Всё это любопытно, но никак не помогает ответить на вопрос: когда был сделан снимок? Десятые? Двадцатые? Тридцатые? Кто его сделал? Кто отпечатал? Эрнесто? Его сын Марио? Наёмный работник? Едва ли всё это можно установить с удовлетворительной достоверностью.
В общем, никакой достоверной истории ни о снимке, ни об отпечатке, ни о самом барельефе рассказать невозможно (и значит, рассказчика никто не поймает за руку). Единственная несомненная достоверность, которая с этого изображения так и прёт – это пьяное веселье, плясовая музыка и жар желания. (Кстати, правой руки Фавна мы не видим, она лежит на заднице андрогина-Вакха, больше ей быть просто негде.) В общем, если говорить начистоту, на этом изображении достоверен только замысел скульптора, вырезавшего барельеф.

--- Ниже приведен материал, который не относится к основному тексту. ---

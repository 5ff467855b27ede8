use http_body_util::{BodyExt, Full};
use hyper::body::{Bytes, Incoming};
use hyper::header::{HeaderValue, TRANSFER_ENCODING};
use hyper::service::service_fn;
use hyper::{HeaderMap, Method, Request, Response, StatusCode, Uri};
use hyper_util::rt::{TokioExecutor, TokioIo};
use parking_lot::Mutex;
use std::convert::Infallible;
use std::sync::Arc;
use std::time::Duration;
use tokio::net::TcpListener;

#[derive(Clone, Debug)]
pub struct RecordedRequest {
    pub method: Method,
    pub uri: Uri,
    pub headers: HeaderMap,
    pub body: Bytes,
}

/// A backend on a random local port.
///
/// - `/status` answers with the configured status code, after the configured delay
/// - `/slow` answers after two seconds
/// - `/chunked` answers with a chunked body
/// - anything else echoes the request body with a `200`
pub struct MockBackend {
    pub url: String,
    requests: Arc<Mutex<Vec<RecordedRequest>>>,
}

impl MockBackend {
    pub async fn start(status_code: StatusCode) -> Self {
        Self::start_with_delay(status_code, Duration::ZERO).await
    }

    pub async fn start_with_delay(status_code: StatusCode, status_delay: Duration) -> Self {
        let listener = TcpListener::bind("127.0.0.1:0")
            .await
            .expect("Failed to bind to address");
        let port = listener.local_addr().unwrap().port();
        let requests = Arc::new(Mutex::new(Vec::new()));

        let recorded = requests.clone();
        tokio::spawn(async move {
            loop {
                let (stream, _) = listener.accept().await.unwrap();
                let io = TokioIo::new(stream);
                let recorded = recorded.clone();

                tokio::spawn(async move {
                    let service = service_fn(move |req| {
                        let recorded = recorded.clone();
                        async move { handle(req, status_code, status_delay, recorded).await }
                    });
                    let _ = hyper_util::server::conn::auto::Builder::new(TokioExecutor::new())
                        .serve_connection(io, service)
                        .await;
                });
            }
        });

        MockBackend {
            url: format!("http://127.0.0.1:{port}"),
            requests,
        }
    }

    pub fn requests(&self) -> Vec<RecordedRequest> {
        self.requests.lock().clone()
    }
}

async fn handle(
    req: Request<Incoming>,
    status_code: StatusCode,
    status_delay: Duration,
    recorded: Arc<Mutex<Vec<RecordedRequest>>>,
) -> Result<Response<Full<Bytes>>, Infallible> {
    let (parts, body) = req.into_parts();
    let body = body
        .collect()
        .await
        .map(|collected| collected.to_bytes())
        .unwrap_or_else(|_| Bytes::new());

    recorded.lock().push(RecordedRequest {
        method: parts.method.clone(),
        uri: parts.uri.clone(),
        headers: parts.headers.clone(),
        body: body.clone(),
    });

    let response = match parts.uri.path() {
        "/status" => {
            tokio::time::sleep(status_delay).await;
            let mut response = Response::new(Full::new(Bytes::from_static(b"ok")));
            *response.status_mut() = status_code;
            response
        }
        "/chunked" => {
            let mut response = Response::new(Full::new(Bytes::from_static(b"sent in chunks")));
            response
                .headers_mut()
                .insert(TRANSFER_ENCODING, HeaderValue::from_static("chunked"));
            response
        }
        "/slow" => {
            tokio::time::sleep(Duration::from_secs(2)).await;
            Response::new(Full::new(Bytes::from_static(b"finally")))
        }
        _ => {
            let mut response = Response::new(Full::new(body));
            response
                .headers_mut()
                .insert("x-backend", HeaderValue::from_static("mock"));
            response
        }
    };

    Ok(response)
}

/// A URL nothing listens on.
pub async fn unreachable_url() -> String {
    let listener = TcpListener::bind("127.0.0.1:0").await.unwrap();
    let port = listener.local_addr().unwrap().port();
    drop(listener);
    format!("http://127.0.0.1:{port}")
}
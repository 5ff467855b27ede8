// Helpers shared by every HTTP service in the workspace: the accept loop,
// hop-by-hop header filtering and canned error responses.
//
// Header filtering should be applied by the proxy in both directions: requests
// from clients to upstreams, and responses coming back from upstreams to client.

use http::Version;
use http::header::{
    CONNECTION, CONTENT_LENGTH, HOST, HeaderMap, HeaderName, PROXY_AUTHENTICATE,
    PROXY_AUTHORIZATION, TE, TRAILER, TRANSFER_ENCODING, UPGRADE,
};
use http_body_util::combinators::BoxBody;
use http_body_util::{BodyExt, Full};
use hyper::body::{Bytes, Incoming};
use hyper::service::Service;
use hyper::{Request, Response, StatusCode};
use hyper_util::rt::TokioExecutor;
use hyper_util::rt::TokioIo;
use hyper_util::server::conn::auto::Builder;
use std::sync::Arc;
use std::time::Duration;
use tokio::net::TcpListener;

static HOP_BY_HOP_NAMES: &[HeaderName] = &[
    CONNECTION,
    TRANSFER_ENCODING,
    TE,
    TRAILER,
    UPGRADE,
    PROXY_AUTHORIZATION,
    PROXY_AUTHENTICATE,
];

/// Binds `host:port` and serves `service` on every accepted connection.
pub async fn run_http_service<S, E>(host: &str, port: u16, service: S) -> Result<(), E>
where
    S: Service<Request<Incoming>, Response = Response<BoxBody<Bytes, E>>, Error = E>
        + Send
        + Sync
        + 'static,
    S::Future: Send + 'static,
    E: From<std::io::Error> + std::error::Error + Send + Sync + 'static,
{
    let listener = TcpListener::bind(format!("{host}:{port}")).await?;
    tracing::info!(host, port, "Listening for connections");
    serve(listener, service).await;
    Ok(())
}

/// Accept loop over an already bound listener. Never returns.
///
/// Each connection is handed to its own task, so a failing connection never
/// affects its siblings. Accept errors (for example file descriptor
/// exhaustion) are logged and the loop keeps going.
pub async fn serve<S, E>(listener: TcpListener, service: S)
where
    S: Service<Request<Incoming>, Response = Response<BoxBody<Bytes, E>>, Error = E>
        + Send
        + Sync
        + 'static,
    S::Future: Send + 'static,
    E: std::error::Error + Send + Sync + 'static,
{
    let service_arc = Arc::new(service);

    loop {
        let (stream, peer_addr) = match listener.accept().await {
            Ok(accepted) => accepted,
            Err(e) => {
                tracing::warn!(error = %e, "Failed to accept connection");
                tokio::time::sleep(Duration::from_millis(50)).await;
                continue;
            }
        };
        let _ = stream.set_nodelay(true);
        let io = TokioIo::new(stream);
        let svc = service_arc.clone();

        // Hand the connection to hyper; auto-detect h1/h2 on this socket
        tokio::spawn(async move {
            if let Err(e) = Builder::new(TokioExecutor::new())
                .serve_connection(io, svc)
                .await
            {
                tracing::debug!(%peer_addr, error = %e, "Connection terminated with error");
            }
        });
    }
}

pub fn is_http1(v: Version) -> bool {
    matches!(v, Version::HTTP_09 | Version::HTTP_10 | Version::HTTP_11)
}

// For HTTP/1.x connections, hop-by-hop headers are removed before forwarding:
// - standard hop-by-hop headers
// - any extra headers listed in the Connection header value
// - keep-alive header for HTTP/0.9 and HTTP/1.0 only
//
// HTTP/2 and HTTP/3 don't use hop-by-hop headers, so no filtering is performed.
pub fn filter_hop_by_hop(headers: &mut HeaderMap, version: Version) -> &mut HeaderMap {
    if !is_http1(version) {
        return headers;
    }

    // Parse the Connection header to find additional headers to drop
    let mut extra_drops = Vec::new();
    if let Some(connection) = headers.get(CONNECTION)
        && let Ok(s) = connection.to_str()
    {
        for token in s.split(',').map(|t| t.trim()).filter(|t| !t.is_empty()) {
            if let Ok(name) = HeaderName::from_bytes(token.as_bytes()) {
                extra_drops.push(name);
            }
        }
    }

    for name in HOP_BY_HOP_NAMES {
        headers.remove(name);
    }

    for name in extra_drops {
        headers.remove(&name);
    }

    if matches!(version, Version::HTTP_09 | Version::HTTP_10) {
        headers.remove(HeaderName::from_static("keep-alive"));
    }

    headers
}

/// Header normalization applied to every forwarded request and relayed response.
///
/// On top of [`filter_hop_by_hop`], the framing headers (`Host`, `Connection`,
/// `Content-Length`, `Transfer-Encoding`) are always dropped whatever the HTTP
/// version: the next hop recomputes them for its own connection.
pub fn normalize_headers(headers: &mut HeaderMap, version: Version) -> &mut HeaderMap {
    filter_hop_by_hop(headers, version);
    headers.remove(HOST);
    headers.remove(CONNECTION);
    headers.remove(CONTENT_LENGTH);
    headers.remove(TRANSFER_ENCODING);

    headers
}

/// Wraps a complete payload into the boxed body type used by the services.
pub fn full_body<E: 'static>(bytes: impl Into<Bytes>) -> BoxBody<Bytes, E> {
    Full::new(bytes.into()).map_err(|e| match e {}).boxed()
}

/// A plain-text response carrying the canonical reason of `status_code`.
pub fn make_boxed_error_response<E: 'static>(
    status_code: StatusCode,
) -> Response<BoxBody<Bytes, E>> {
    let message = status_code
        .canonical_reason()
        .unwrap_or("an error occurred");

    let mut response = Response::new(full_body(message));
    *response.status_mut() = status_code;
    response
}
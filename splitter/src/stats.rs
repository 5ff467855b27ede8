use crate::config::Variant;
use parking_lot::Mutex;
use serde::Serialize;
use std::collections::VecDeque;
use std::time::Duration;

/// Number of latency samples retained per variant.
pub const LATENCY_HISTORY_CAPACITY: usize = 1000;

#[derive(Default)]
struct VariantStats {
    requests: u64,
    errors: u64,
    /// Most recent round-trip durations in seconds, oldest first
    latencies: VecDeque<f64>,
}

impl VariantStats {
    fn push_latency(&mut self, seconds: f64) {
        self.latencies.push_back(seconds);
        while self.latencies.len() > LATENCY_HISTORY_CAPACITY {
            self.latencies.pop_front();
        }
    }

    fn avg_latency(&self) -> f64 {
        if self.latencies.is_empty() {
            return 0.0;
        }
        self.latencies.iter().sum::<f64>() / self.latencies.len() as f64
    }
}

#[derive(Default)]
struct Counters {
    total: u64,
    errors: u64,
    variant_a: VariantStats,
    variant_b: VariantStats,
}

impl Counters {
    fn variant_mut(&mut self, variant: Variant) -> &mut VariantStats {
        match variant {
            Variant::VariantA => &mut self.variant_a,
            Variant::VariantB => &mut self.variant_b,
        }
    }

    #[cfg(test)]
    fn variant(&self, variant: Variant) -> &VariantStats {
        match variant {
            Variant::VariantA => &self.variant_a,
            Variant::VariantB => &self.variant_b,
        }
    }
}

/// Point-in-time view of the collected metrics, with derived values
/// computed when the snapshot is taken.
#[derive(Serialize, Debug, Clone, PartialEq)]
pub struct MetricsView {
    pub total_requests: u64,
    pub variant_a_requests: u64,
    pub variant_b_requests: u64,
    pub errors: u64,
    pub variant_a_errors: u64,
    pub variant_b_errors: u64,
    pub variant_a_percentage: f64,
    pub variant_b_percentage: f64,
    pub variant_a_avg_latency: f64,
    pub variant_b_avg_latency: f64,
    #[cfg(test)]
    #[serde(skip)]
    pub variant_a_samples: usize,
    #[cfg(test)]
    #[serde(skip)]
    pub variant_b_samples: usize,
}

/// Request counters and bounded latency history per variant.
///
/// Every mutation, snapshot and reset goes through the same lock, so a reset
/// is ordered before or after each concurrent update, never in between.
#[derive(Default)]
pub struct MetricsCollector {
    inner: Mutex<Counters>,
}

impl MetricsCollector {
    pub fn new() -> Self {
        Self::default()
    }

    /// Counts a completed forward and appends its latency, trimming the
    /// history to [`LATENCY_HISTORY_CAPACITY`] in the same critical section.
    pub fn record_success(&self, variant: Variant, latency: Duration) {
        let mut counters = self.inner.lock();
        counters.total += 1;
        let stats = counters.variant_mut(variant);
        stats.requests += 1;
        stats.push_latency(latency.as_secs_f64());
    }

    /// Counts a forward that never got a response from `variant`.
    pub fn record_error(&self, variant: Variant) {
        let mut counters = self.inner.lock();
        counters.errors += 1;
        counters.variant_mut(variant).errors += 1;
    }

    pub fn snapshot(&self) -> MetricsView {
        let counters = self.inner.lock();
        let percentage = |requests: u64| {
            if counters.total == 0 {
                0.0
            } else {
                requests as f64 / counters.total as f64 * 100.0
            }
        };

        MetricsView {
            total_requests: counters.total,
            variant_a_requests: counters.variant_a.requests,
            variant_b_requests: counters.variant_b.requests,
            errors: counters.errors,
            variant_a_errors: counters.variant_a.errors,
            variant_b_errors: counters.variant_b.errors,
            variant_a_percentage: percentage(counters.variant_a.requests),
            variant_b_percentage: percentage(counters.variant_b.requests),
            variant_a_avg_latency: counters.variant_a.avg_latency(),
            variant_b_avg_latency: counters.variant_b.avg_latency(),
            #[cfg(test)]
            variant_a_samples: counters.variant_a.latencies.len(),
            #[cfg(test)]
            variant_b_samples: counters.variant_b.latencies.len(),
        }
    }

    /// Retained latency samples for `variant`, oldest first.
    #[cfg(test)]
    pub fn latency_history(&self, variant: Variant) -> Vec<f64> {
        self.inner
            .lock()
            .variant(variant)
            .latencies
            .iter()
            .copied()
            .collect()
    }

    pub fn reset(&self) {
        *self.inner.lock() = Counters::default();
        tracing::info!("Metrics reset");
    }
}
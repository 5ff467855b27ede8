use serde::Deserialize;
use splitter::config::{Config, Listener, MonitoringConfig, Variant, VariantConfig};
use splitter::errors::ConfigValidationError;
use std::fs::File;
use std::path::Path;
use url::Url;

#[derive(Deserialize, Debug, Clone, PartialEq)]
pub struct MetricsConfig {
    pub statsd_host: String,
    pub statsd_port: u16,
}

#[derive(Deserialize, Debug, Default)]
pub struct LoggingConfig {
    pub sentry_dsn: Option<String>,
}

#[derive(Deserialize, Debug, Default)]
struct ListenerSettings {
    host: Option<String>,
    port: Option<u16>,
}

#[derive(Deserialize, Debug, Default)]
struct VariantSettings {
    weight: Option<f64>,
    #[serde(alias = "backend_url")]
    service_url: Option<String>,
}

/// Contents of the optional YAML settings file. Every section may be left out.
#[derive(Deserialize, Debug, Default)]
pub struct Settings {
    #[serde(default)]
    listener: ListenerSettings,
    #[serde(default)]
    variant_a: VariantSettings,
    #[serde(default)]
    variant_b: VariantSettings,
    monitoring: Option<MonitoringConfig>,
    metrics: Option<MetricsConfig>,
    #[serde(default)]
    logging: LoggingConfig,
}

/// Everything the binary needs to start, after defaults, the settings file
/// and the environment have been merged and validated.
#[derive(Debug)]
pub struct Startup {
    pub listener: Listener,
    pub config: Config,
    pub metrics: Option<MetricsConfig>,
    pub sentry_dsn: Option<String>,
}

impl Settings {
    pub fn from_file(path: &Path) -> Result<Self, SettingsError> {
        let file = File::open(path)?;
        let data = serde_yaml::from_reader(file)?;

        Ok(data)
    }

    /// Applies the environment on top of the file and validates the result.
    ///
    /// `env` looks up a variable by name; the binary passes `std::env::var`.
    pub fn resolve<F>(self, env: F) -> Result<Startup, SettingsError>
    where
        F: Fn(&str) -> Option<String>,
    {
        let defaults = Config::default();
        let defaults_listener = Listener::default();

        let mut listener = Listener {
            host: self.listener.host.unwrap_or(defaults_listener.host),
            port: self.listener.port.unwrap_or(defaults_listener.port),
        };
        if let Some(host) = env("HOST") {
            listener.host = host;
        }
        if let Some(port) = env("PORT") {
            listener.port = port.parse().map_err(|_| SettingsError::InvalidEnv {
                name: "PORT",
                value: port.clone(),
            })?;
        }

        let variant_a = merge_variant(
            self.variant_a,
            defaults.variant_a,
            env("SERVICE_A_URL"),
        );
        let variant_b = merge_variant(
            self.variant_b,
            defaults.variant_b,
            env("SERVICE_B_URL"),
        );
        let config = Config {
            variant_a,
            variant_b,
            monitoring: self.monitoring.unwrap_or_default(),
        };

        listener.validate()?;
        config.validate()?;
        for variant in Variant::ALL {
            validate_service_url(variant, &config.variant(variant).service_url)?;
        }

        Ok(Startup {
            listener,
            config,
            metrics: self.metrics,
            sentry_dsn: env("SENTRY_DSN").or(self.logging.sentry_dsn),
        })
    }
}

fn merge_variant(
    settings: VariantSettings,
    default: VariantConfig,
    env_url: Option<String>,
) -> VariantConfig {
    VariantConfig {
        weight: settings.weight.unwrap_or(default.weight),
        service_url: env_url
            .or(settings.service_url)
            .unwrap_or(default.service_url),
    }
}

fn validate_service_url(variant: Variant, service_url: &str) -> Result<(), SettingsError> {
    let invalid = |reason: String| SettingsError::InvalidServiceUrl {
        variant,
        url: service_url.to_string(),
        reason,
    };

    let url = Url::parse(service_url).map_err(|e| invalid(e.to_string()))?;
    if url.scheme() != "http" {
        return Err(invalid(format!("unsupported scheme {}", url.scheme())));
    }
    if url.host_str().is_none() {
        return Err(invalid("missing host".to_string()));
    }
    Ok(())
}

#[derive(thiserror::Error, Debug)]
pub enum SettingsError {
    #[error("could not load config from file: {0}")]
    LoadError(#[from] std::io::Error),
    #[error("could not parse config: {0}")]
    ParseError(#[from] serde_yaml::Error),
    #[error("invalid value for {name}: {value:?}")]
    InvalidEnv { name: &'static str, value: String },
    #[error("invalid service url for {variant} ({url}): {reason}")]
    InvalidServiceUrl {
        variant: Variant,
        url: String,
        reason: String,
    },
    #[error("invalid config: {0}")]
    Invalid(#[from] ConfigValidationError),
}
//! 核心错误处理模块

use axum::{
    http::StatusCode,
    response::{IntoResponse, Response},
};
use serde::Serialize;
use tracing::error;

use crate::infrastructure::store::StoreError;

/// 核心错误类型
#[derive(Debug)]
pub enum CoreError {
    NotFound(String),
    InternalServerError(String),
}

/// 错误响应结构
#[derive(Serialize)]
pub struct ErrorResponse {
    pub error: String,
    pub message: String,
    pub code: u16,
    pub timestamp: String,
}

impl IntoResponse for CoreError {
    fn into_response(self) -> Response {
        let (status, error_message, user_message) = match self {
            CoreError::NotFound(msg) => (StatusCode::NOT_FOUND, "NOT_FOUND", msg),
            CoreError::InternalServerError(msg) => (
                StatusCode::INTERNAL_SERVER_ERROR,
                "INTERNAL_SERVER_ERROR",
                msg,
            ),
        };

        let error_response = ErrorResponse {
            error: error_message.to_string(),
            message: user_message,
            code: status.as_u16(),
            timestamp: chrono::Utc::now().to_rfc3339(),
        };

        (status, axum::Json(error_response)).into_response()
    }
}

/// 存储错误不做领域翻译，一律作为服务器错误返回
impl From<StoreError> for CoreError {
    fn from(err: StoreError) -> Self {
        error!("Store error: {}", err);
        CoreError::InternalServerError(err.to_string())
    }
}
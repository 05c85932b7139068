//! 产品资源：模型、服务、处理器与路由

pub mod handler;
pub mod model;
pub mod service;

use axum::{
    routing::{get, post},
    Router,
};

use handler::AppState;

pub fn routes() -> Router<AppState> {
    Router::new()
        .route(
            "/api/product",
            get(handler::list_products)
                .post(handler::create_product)
                .put(handler::update_product),
        )
        .route(
            "/api/product/:id",
            post(handler::lookup_product)
                .get(handler::get_product)
                .delete(handler::delete_product),
        )
}
//! 产品数据模型

use rust_decimal::Decimal;
use serde::{Deserialize, Serialize};
use validator::Validate;

/// 产品实体，对应 `product` 表的一行
///
/// `id` 由存储层在插入时分配；创建请求中携带的 `id` 会被忽略。
/// 长度约束只由存储层执行，服务层不做预校验。
#[derive(Debug, Clone, Default, PartialEq, Serialize, Deserialize, Validate, sqlx::FromRow)]
#[serde(rename_all = "camelCase")]
pub struct Product {
    #[serde(default)]
    pub id: i32,

    #[validate(length(max = 100, message = "product_name exceeds VARCHAR(100)"))]
    pub product_name: Option<String>,

    #[validate(length(max = 10, message = "product_code exceeds VARCHAR(10)"))]
    pub product_code: Option<String>,

    pub price: Option<Decimal>,
}

impl Product {
    pub fn new(
        product_name: Option<String>,
        product_code: Option<String>,
        price: Option<Decimal>,
    ) -> Self {
        Self {
            id: 0,
            product_name,
            product_code,
            price,
        }
    }
}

И ещё тот факт, что цивилизация, к которой принадлежал художник, погибла. Хотя бы потому, что сам тип сексуальности, составляющий ядро этого замысла, более не существует и нашей цивилизации абсолютно чужд. Это сексуальность шире пола, она включает в себя пол лишь как одну из своих областей. Вакх этого барельефа, с его округлыми бёдрами, томным изгибом тела и изящной шеей, как, кстати, и многочисленные Аполлоны из того же Неаполитанского археологического, разумеется, не гомосексуален в наших координатах сексуальности. На нашей карте такой сексуальности просто нет, и у нас нет для неё слов. Как, вероятно, не будет у цивилизации, которая сменит нас, слов для нашего желания и нашей любви. Сталкиваясь с иероглифами (словечко из словаря коллеги; он подливает себе вино и иронично поднимает бровь: не сохранилось ни одного документа? вы в это верите?) нашей цивилизации, они будут точно так же обнаруживать себя в тупике, не в силах пробиться глубже к живому сердцу нашего мира, в котором живём мы.
И всё-таки нас объединяет с теми, кто жил тут до нас и, может быть, кто будет жить после, – сама эта страсть пробиться вглубь. Само это усилие – врезаться в вертикальную слоистую структуру культуры – оказывается единственным, что делает нас, в отличие от всех других тварей, людьми. История, стало быть.
И стало быть, пока мы рассказываем истории, подземелья освещены. Я говорю о тех подземельях, которыми греки изъели эти холмы, чтобы построить Неаполь, в которых средневековые неаполитанцы брали воду, спускаясь к колодцам в подвалах своих домов, в которых женщины и дети прижимались друг к другу, пока их дома превращались в пепел под американскими бомбами, и по которым сегодня водят экскурсии. Задирая голову вверх, видишь скважины колодцев; они ведут вверх, к городу; с этого ракурса они представляют собой столбы ослепительного света.
Мир человека повсюду прорезан историями, как квантовый мир – мельчайшими пространственно-временными червоточинами. Да, никто не знает, как было на самом деле, и сам концепт так называемого самого дела выдуман в чьих-то интересах, и всё равно никто не поймёт, что ты имел в виду, даже если твоё сообщение вдруг каким-то чудом достанут из-под очередного слоя пепла, хотя скорее всего нет, но никто не скажет мне, что было не так, как я рассказываю, – и вот всё это – ср. Алиса, падающая в нору, – выбрасывает рассказывающего историю вон из безнадёжно трёхмерного мира. Похожим образом мы выбираемся из коробки своего тела, когда нас подхватывает и несёт к другому волна желания.
И если бы мне пришлось отвечать на вопрос, чего бы мне такого хотелось, пока наш мир ещё не погиб в огне и пепле, я бы сказал, что хотел бы успеть насладиться любовью девушки, будто вышедшей из-под резца Кановы, с глазами из чёрного оникса и такими же бровями и, может быть, ещё рассказать пару историй.